- Try it -
Where the records below show a line containing "order (default: 9)", start copying; end with the line containing "ball (default: 3)", and copy it too.

- Given records -
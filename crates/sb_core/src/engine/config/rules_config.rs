//! Game rules configuration

use schemars::JsonSchema;
use serde::{Deserialize, Serialize};

/// Rules of the game itself.
#[derive(Debug, Clone, Serialize, Deserialize, PartialEq, JsonSchema)]
#[serde(default)]
pub struct RulesConfig {
    /// Innings before the game can end (default: 9)
    pub regulation_innings: u8,
    /// Starters in the batting order (default: 9)
    pub lineup_size: usize,
    /// Pitches before an at-bat is resolved on the count (default: 30)
    pub pitch_cap: u32,
    /// Defensive actions allowed on one ground ball (default: 3)
    pub max_throws: u8,
    /// End the game as soon as the home team leads in a late bottom half (default: false)
    pub walk_off: bool,
}

impl Default for RulesConfig {
    fn default() -> Self {
        Self {
            regulation_innings: 9,
            lineup_size: 9,
            pitch_cap: 30,
            max_throws: 3,
            walk_off: false,
        }
    }
}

- Solution -
    /// Starters in the batting order (default: 9)
    pub lineup_size: usize,
    /// Pitches before an at-bat is resolved on the count (default: 30)
    pub pitch_cap: u32,
    /// Defensive actions allowed on one ground ball (default: 3)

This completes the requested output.